Plus fécond nous paraît le secteur des « solidarités à but non lucratif ». On entre dans le domaine du « public partiel » ou « partial » non pas mû par la volonté d’une majorité nationale mais par celles de minorités plurielles. Les liens de nature avec les structures de l’État sont cependant beaucoup plus forts qu'entre celui-ci et le secteur privé et cette particularité se manifeste dans les démocraties riches par de puissants programmes de subventions publiques à ce type d’association, graduées en fonction de « l’intérêt public » qu’elles servent (5). Facilité remarquable des processus de légalisation (6), conditionnalité sévère des subventions éprouvées à l’aune des résultats, telles sont en ces pays privilégiés les caractéristiques essentielles de l’intervention de l’État en la matière.

Dans les pays moins fortunés, particulièrement en Mauritanie, l’État n’a pas les moyens de telles largesses et le secteur éprouve grand peine à se développer, du moins formellement. Les ressources financières manquent en permanence : c'est le problème majeur des associations déclarées, comme les ONG locales de développement, par exemple. Ces louables initiatives ne reflètent en conséquence que très partiellement le potentiel réel des solidarités populaires. L'esprit partisan existe bien comme partout ailleurs ; probablement même : plus qu’ailleurs ; la survie imposant l’entretien constant de solidarités de proximité fortes et si possible extensives. Le tribalisme en est la plus traditionnelle expression, la bande de quartier, la plus moderne. Confinées – entretenues ? – dans l’informel, exclues du discours républicain, ces solidarités entrent en constante compétition partout où se forme un lieu quelconque de clientèle (7), selon des règles de moins en moins formelles, on le comprend, de plus en plus dégradées, évanescentes ; à la limite : mafieuses. L’inversion des valeurs atteint alors à son comble. Antique productrice de valeurs morales, la tribu peut ainsi devenir l'alibi des pires dévoiements.
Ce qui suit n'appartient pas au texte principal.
//! AWS Lambda entry point for the rotations API.
//!
//! Deploy with `cargo lambda build --release --features lambda`.

use std::sync::Arc;

use lambda_runtime::{Error as LambdaError, LambdaEvent, service_fn};
use tracing::info;
use tracing_subscriber::{layer::SubscriberExt, util::SubscriberInitExt};

use rotations::api::{ApiRequest, App};
use rotations::{config, lambda};

/// Main entry point for the AWS Lambda function.
#[tokio::main]
async fn main() -> Result<(), LambdaError> {
    tracing_subscriber::registry()
        .with(tracing_subscriber::EnvFilter::from_default_env())
        .with(tracing_subscriber::fmt::layer().json())
        .init();

    let config = config::from_env()?;
    let app = Arc::new(App::from_config(&config).await?);
    info!(
        "Rotations API starting (table {}, backend {:?})",
        config.store.table_name, config.store.backend
    );

    lambda_runtime::run(service_fn(move |event: LambdaEvent<ApiRequest>| {
        let app = app.clone();
        async move { lambda::handler(&app, event).await }
    }))
    .await
}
Le développement de la démocratie passe impérativement par celui de toutes (8) les « solidarités partielles ou partiales » incitées par l’État à exprimer visiblement, légalement et durablement, leur potentiel de cohésion localisée ; à commencer par les tribus qui doivent porter haut et clair les insignes de leur qualité respective.

Outre une facilitation accentuée des procédures d’enregistrement des associations, cette incitation peut être fortement appuyée par l’attribution systématique de biens awqafs concédés par le Domaine, dans le strict cas des solidarités à but non-lucratif 9. Une telle politique instaurerait des rapports contractuels à long terme entre l’État -gestionnaire exclusif du global, du moins à l’échelle de la Nation - et toutes les solidarités populaires existantes et à venir -gestions les plus souples et évolutives des situations localisées dans l’espace et le temps.

Posant une multiplicité de grilles de lecture variablement 10 superposables sur la conjoncture nationale, la diversité de ces associations est un outil de premier plan pour l’évaluation et la conduite des politiques de développement.

En y associant également les diverses institutions et ONG internationales chargées, pour leur part, d’apporter sous une forme également haboussée les financements complémentaires indispensables à l’équipement de ces biens, les perspectives s’élargissent à l’échelle planétaire, ouvrant à une mondialisation autrement affinée et respectueuse que celle modélisée dans les hautes sphères centralistes. Notons tout de suite que nous explorerons peu ou prou en cet opuscule le champ des mirifiques possibilités qu’offre le recours au waqf dans les relations internationales, notamment en sa capacité de régulation du marché et de redistribution des richesses : à lui seul, le thème nécessiterait un ouvrage largement hors de nos compétences actuelles.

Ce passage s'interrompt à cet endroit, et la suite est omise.